▶ **What to work on**
Instruction for the data below: set down exactly the lines from the line with "ErrorCategory, error: String)" to the line with "let catalog = PortCatalog::new(tool.clone());", inclusive, and no others.

▶ **Data for review**
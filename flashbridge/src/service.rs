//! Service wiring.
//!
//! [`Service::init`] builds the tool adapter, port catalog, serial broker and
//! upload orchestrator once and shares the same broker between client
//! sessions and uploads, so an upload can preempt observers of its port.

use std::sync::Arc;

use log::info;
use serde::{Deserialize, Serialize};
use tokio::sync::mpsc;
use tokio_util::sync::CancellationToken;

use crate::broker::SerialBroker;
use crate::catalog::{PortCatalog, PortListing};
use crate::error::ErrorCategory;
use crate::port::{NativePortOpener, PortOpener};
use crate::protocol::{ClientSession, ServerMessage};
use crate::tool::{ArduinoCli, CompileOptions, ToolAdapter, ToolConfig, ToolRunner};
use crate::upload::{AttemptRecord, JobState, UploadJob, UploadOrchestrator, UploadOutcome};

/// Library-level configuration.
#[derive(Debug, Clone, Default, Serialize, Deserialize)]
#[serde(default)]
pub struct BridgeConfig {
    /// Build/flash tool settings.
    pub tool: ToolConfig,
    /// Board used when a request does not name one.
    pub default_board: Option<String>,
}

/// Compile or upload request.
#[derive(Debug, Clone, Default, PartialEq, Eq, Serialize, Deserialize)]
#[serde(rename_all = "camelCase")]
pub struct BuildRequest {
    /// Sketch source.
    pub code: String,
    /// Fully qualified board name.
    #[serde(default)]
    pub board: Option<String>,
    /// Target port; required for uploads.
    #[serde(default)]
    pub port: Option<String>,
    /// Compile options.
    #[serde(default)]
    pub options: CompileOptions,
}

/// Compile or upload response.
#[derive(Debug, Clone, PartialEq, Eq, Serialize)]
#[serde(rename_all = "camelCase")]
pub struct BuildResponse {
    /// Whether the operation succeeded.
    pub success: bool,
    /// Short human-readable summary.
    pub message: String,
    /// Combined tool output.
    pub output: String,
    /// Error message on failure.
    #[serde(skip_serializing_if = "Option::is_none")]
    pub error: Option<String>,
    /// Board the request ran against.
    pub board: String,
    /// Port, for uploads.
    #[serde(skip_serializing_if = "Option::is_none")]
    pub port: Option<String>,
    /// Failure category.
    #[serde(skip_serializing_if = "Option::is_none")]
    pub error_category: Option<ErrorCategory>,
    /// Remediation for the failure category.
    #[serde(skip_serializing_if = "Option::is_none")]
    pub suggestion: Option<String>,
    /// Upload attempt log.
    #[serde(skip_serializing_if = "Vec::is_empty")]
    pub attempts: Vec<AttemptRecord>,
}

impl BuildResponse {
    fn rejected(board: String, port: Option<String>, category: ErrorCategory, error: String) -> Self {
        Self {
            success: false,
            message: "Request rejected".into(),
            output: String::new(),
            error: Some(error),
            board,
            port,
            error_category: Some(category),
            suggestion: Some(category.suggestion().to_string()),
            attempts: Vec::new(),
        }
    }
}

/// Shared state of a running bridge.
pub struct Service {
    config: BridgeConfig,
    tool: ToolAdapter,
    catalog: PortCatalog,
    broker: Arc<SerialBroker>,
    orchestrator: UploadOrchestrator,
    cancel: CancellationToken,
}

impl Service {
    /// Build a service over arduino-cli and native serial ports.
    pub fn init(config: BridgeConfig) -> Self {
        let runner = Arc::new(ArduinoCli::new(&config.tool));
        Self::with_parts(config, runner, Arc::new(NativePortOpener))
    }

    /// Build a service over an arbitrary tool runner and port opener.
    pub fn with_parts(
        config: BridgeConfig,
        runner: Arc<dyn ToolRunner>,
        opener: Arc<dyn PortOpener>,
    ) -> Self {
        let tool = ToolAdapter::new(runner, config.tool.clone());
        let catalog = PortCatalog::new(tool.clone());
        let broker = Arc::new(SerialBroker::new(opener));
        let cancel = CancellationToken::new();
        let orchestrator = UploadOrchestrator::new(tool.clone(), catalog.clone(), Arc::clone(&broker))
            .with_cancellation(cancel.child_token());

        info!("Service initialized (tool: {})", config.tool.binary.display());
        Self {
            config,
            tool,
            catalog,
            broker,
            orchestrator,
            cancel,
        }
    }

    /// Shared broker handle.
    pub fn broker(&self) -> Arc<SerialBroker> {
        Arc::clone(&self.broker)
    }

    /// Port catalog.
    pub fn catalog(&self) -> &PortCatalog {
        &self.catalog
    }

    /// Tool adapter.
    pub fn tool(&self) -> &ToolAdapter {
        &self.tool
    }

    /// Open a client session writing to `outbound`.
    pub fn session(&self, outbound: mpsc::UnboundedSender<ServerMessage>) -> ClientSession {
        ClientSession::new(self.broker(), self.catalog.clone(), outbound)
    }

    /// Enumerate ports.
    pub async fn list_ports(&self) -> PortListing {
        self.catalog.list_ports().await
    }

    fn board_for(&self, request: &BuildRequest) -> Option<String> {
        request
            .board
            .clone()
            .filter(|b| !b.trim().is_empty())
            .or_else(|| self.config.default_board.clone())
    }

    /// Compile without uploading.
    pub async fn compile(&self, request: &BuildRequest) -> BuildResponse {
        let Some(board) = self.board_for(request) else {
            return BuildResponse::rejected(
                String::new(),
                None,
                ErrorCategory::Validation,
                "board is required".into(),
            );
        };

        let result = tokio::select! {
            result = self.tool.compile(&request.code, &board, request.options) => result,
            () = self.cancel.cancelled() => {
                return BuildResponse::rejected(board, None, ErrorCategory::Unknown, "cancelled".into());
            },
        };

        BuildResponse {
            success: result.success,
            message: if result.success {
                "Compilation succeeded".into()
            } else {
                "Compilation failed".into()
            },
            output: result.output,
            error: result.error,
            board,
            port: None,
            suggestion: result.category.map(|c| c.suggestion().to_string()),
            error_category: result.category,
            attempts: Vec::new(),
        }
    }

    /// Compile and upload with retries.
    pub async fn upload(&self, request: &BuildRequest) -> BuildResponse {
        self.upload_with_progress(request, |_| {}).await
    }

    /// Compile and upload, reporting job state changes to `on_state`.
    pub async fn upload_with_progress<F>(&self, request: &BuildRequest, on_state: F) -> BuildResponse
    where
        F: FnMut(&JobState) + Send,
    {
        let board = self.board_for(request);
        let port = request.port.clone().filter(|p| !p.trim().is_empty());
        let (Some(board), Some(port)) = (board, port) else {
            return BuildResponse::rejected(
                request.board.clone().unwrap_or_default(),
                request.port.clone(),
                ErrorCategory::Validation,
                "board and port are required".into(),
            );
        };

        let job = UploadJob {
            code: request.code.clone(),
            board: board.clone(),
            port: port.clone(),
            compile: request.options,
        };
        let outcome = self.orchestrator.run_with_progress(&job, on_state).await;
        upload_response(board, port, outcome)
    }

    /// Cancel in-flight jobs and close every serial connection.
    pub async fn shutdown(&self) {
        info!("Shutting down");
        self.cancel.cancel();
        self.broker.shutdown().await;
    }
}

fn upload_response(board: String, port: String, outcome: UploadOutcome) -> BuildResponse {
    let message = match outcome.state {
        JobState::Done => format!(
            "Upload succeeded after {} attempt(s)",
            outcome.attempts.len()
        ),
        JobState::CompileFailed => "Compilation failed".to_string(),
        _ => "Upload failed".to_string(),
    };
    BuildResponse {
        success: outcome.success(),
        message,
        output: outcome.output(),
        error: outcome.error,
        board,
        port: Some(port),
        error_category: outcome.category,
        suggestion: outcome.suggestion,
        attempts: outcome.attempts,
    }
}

▶ **Task answer**
    fn rejected(board: String, port: Option<String>, category: ErrorCategory, error: String) -> Self {
        Self {
            success: false,
            message: "Request rejected".into(),
            output: String::new(),
            error: Some(error),
            board,
            port,
            error_category: Some(category),
            suggestion: Some(category.suggestion().to_string()),
            attempts: Vec::new(),
        }
    }
}

/// Shared state of a running bridge.
pub struct Service {
    config: BridgeConfig,
    tool: ToolAdapter,
    catalog: PortCatalog,
    broker: Arc<SerialBroker>,
    orchestrator: UploadOrchestrator,
    cancel: CancellationToken,
}

impl Service {
    /// Build a service over arduino-cli and native serial ports.
    pub fn init(config: BridgeConfig) -> Self {
        let runner = Arc::new(ArduinoCli::new(&config.tool));
        Self::with_parts(config, runner, Arc::new(NativePortOpener))
    }

    /// Build a service over an arbitrary tool runner and port opener.
    pub fn with_parts(
        config: BridgeConfig,
        runner: Arc<dyn ToolRunner>,
        opener: Arc<dyn PortOpener>,
    ) -> Self {
        let tool = ToolAdapter::new(runner, config.tool.clone());
        let catalog = PortCatalog::new(tool.clone());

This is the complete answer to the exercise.